+++ Records for processing +++
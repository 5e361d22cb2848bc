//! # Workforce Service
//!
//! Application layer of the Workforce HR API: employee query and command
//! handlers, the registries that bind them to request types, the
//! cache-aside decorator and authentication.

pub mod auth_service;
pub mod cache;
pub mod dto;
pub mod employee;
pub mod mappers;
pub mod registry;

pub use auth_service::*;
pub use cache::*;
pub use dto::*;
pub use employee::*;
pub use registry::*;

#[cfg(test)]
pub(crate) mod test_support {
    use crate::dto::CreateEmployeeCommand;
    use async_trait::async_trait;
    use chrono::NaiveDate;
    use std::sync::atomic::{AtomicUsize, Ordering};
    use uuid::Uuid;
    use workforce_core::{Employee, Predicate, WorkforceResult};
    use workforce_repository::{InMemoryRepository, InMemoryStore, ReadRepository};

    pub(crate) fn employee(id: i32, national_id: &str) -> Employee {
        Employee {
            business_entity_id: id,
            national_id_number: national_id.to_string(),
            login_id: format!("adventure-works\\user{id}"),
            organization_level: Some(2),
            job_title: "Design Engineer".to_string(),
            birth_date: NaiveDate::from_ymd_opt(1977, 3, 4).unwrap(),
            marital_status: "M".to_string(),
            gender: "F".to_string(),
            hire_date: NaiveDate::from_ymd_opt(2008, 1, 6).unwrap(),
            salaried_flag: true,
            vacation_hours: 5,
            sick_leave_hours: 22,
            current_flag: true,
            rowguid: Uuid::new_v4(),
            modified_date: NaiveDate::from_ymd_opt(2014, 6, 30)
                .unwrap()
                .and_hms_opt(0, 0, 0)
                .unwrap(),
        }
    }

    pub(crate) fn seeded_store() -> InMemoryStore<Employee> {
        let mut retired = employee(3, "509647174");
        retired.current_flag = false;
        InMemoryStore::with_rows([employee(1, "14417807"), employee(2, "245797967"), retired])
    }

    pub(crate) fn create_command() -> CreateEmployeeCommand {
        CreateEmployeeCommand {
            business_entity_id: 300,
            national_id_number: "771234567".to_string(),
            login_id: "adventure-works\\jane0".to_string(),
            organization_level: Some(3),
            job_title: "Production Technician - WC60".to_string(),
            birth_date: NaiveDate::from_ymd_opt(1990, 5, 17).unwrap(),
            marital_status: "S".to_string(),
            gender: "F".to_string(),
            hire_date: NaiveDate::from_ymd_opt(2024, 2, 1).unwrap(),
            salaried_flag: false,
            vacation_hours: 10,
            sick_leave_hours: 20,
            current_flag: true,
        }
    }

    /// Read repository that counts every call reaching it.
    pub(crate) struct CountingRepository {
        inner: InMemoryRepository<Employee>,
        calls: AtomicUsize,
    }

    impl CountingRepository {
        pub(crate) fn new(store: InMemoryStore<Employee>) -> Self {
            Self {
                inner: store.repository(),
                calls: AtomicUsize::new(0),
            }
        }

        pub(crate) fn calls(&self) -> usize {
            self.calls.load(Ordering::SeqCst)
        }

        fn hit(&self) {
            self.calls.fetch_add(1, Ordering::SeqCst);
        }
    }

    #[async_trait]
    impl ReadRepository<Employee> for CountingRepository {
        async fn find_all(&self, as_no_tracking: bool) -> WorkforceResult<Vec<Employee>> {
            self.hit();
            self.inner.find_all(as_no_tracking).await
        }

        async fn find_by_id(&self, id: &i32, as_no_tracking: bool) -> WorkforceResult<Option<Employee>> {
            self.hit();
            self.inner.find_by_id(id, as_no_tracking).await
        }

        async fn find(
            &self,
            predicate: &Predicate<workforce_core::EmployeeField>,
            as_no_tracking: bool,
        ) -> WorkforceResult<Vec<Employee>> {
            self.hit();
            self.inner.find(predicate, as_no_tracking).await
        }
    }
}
+++
+++ Records for processing +++
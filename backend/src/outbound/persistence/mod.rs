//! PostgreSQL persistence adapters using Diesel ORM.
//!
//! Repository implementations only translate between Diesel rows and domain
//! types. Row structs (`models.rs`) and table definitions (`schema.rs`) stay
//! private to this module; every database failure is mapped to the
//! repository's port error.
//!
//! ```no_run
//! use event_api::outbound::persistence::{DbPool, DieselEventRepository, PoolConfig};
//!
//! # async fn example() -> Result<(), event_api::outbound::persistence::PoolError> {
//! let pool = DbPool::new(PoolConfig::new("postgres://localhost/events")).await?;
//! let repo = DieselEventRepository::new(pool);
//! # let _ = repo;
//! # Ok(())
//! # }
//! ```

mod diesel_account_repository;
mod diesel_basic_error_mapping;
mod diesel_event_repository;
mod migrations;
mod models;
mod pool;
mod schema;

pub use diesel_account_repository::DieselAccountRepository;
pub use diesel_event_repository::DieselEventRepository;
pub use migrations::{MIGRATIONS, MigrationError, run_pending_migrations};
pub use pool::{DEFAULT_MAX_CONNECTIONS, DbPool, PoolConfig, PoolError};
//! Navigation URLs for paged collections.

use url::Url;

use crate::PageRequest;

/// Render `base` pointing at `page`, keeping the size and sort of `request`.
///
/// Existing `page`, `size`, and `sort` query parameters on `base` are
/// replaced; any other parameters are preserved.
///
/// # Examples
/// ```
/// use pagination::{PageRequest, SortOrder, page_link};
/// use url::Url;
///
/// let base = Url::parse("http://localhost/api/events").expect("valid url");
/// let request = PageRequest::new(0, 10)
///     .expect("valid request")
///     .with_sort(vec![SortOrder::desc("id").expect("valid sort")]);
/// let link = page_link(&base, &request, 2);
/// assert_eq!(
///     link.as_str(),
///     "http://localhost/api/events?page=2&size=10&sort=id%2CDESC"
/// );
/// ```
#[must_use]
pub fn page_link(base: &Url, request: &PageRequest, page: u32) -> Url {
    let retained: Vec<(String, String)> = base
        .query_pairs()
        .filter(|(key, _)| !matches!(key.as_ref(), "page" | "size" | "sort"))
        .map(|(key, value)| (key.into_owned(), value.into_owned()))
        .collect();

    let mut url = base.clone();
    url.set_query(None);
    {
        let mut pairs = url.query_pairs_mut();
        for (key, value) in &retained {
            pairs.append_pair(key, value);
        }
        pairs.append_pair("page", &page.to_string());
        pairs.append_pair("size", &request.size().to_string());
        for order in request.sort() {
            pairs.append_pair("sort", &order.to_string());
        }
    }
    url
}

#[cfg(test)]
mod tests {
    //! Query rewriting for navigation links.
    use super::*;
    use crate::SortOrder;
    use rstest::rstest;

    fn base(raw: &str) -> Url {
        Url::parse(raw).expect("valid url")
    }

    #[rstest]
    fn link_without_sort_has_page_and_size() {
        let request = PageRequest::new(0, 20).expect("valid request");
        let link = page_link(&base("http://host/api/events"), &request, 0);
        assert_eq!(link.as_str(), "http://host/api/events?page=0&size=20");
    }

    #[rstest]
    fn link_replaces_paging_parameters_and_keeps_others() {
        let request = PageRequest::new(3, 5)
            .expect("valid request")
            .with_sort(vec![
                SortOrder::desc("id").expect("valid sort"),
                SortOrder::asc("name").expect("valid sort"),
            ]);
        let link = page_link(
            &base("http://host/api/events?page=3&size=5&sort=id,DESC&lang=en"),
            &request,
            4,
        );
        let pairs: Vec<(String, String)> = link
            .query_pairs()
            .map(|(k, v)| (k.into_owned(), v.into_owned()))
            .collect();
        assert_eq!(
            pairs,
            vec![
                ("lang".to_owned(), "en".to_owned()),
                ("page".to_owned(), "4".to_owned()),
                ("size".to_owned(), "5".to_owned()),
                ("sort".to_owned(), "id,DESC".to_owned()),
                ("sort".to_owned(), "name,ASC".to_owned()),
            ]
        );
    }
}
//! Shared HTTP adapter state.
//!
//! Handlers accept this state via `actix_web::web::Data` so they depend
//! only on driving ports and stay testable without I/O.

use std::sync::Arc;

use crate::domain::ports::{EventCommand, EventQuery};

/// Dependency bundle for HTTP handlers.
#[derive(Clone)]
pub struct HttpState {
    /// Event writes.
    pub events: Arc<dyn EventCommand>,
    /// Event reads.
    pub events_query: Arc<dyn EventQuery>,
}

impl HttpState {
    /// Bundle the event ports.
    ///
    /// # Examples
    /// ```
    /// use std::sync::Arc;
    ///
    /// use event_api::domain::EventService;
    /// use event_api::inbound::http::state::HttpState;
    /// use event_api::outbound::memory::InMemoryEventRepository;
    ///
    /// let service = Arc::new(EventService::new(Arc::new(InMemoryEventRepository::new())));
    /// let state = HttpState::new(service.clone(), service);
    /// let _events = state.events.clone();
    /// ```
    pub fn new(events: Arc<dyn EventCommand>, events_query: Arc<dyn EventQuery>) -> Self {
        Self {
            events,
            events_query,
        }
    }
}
+++
- _What you need to do_
Pick out every line of the listing containing the word "expect", and show those lines.

- _Written response_
/// let base = Url::parse("http://localhost/api/events").expect("valid url");
///     .expect("valid request")
///     .with_sort(vec![SortOrder::desc("id").expect("valid sort")]);
        Url::parse(raw).expect("valid url")
        let request = PageRequest::new(0, 20).expect("valid request");
            .expect("valid request")
                SortOrder::desc("id").expect("valid sort"),
                SortOrder::asc("name").expect("valid sort"),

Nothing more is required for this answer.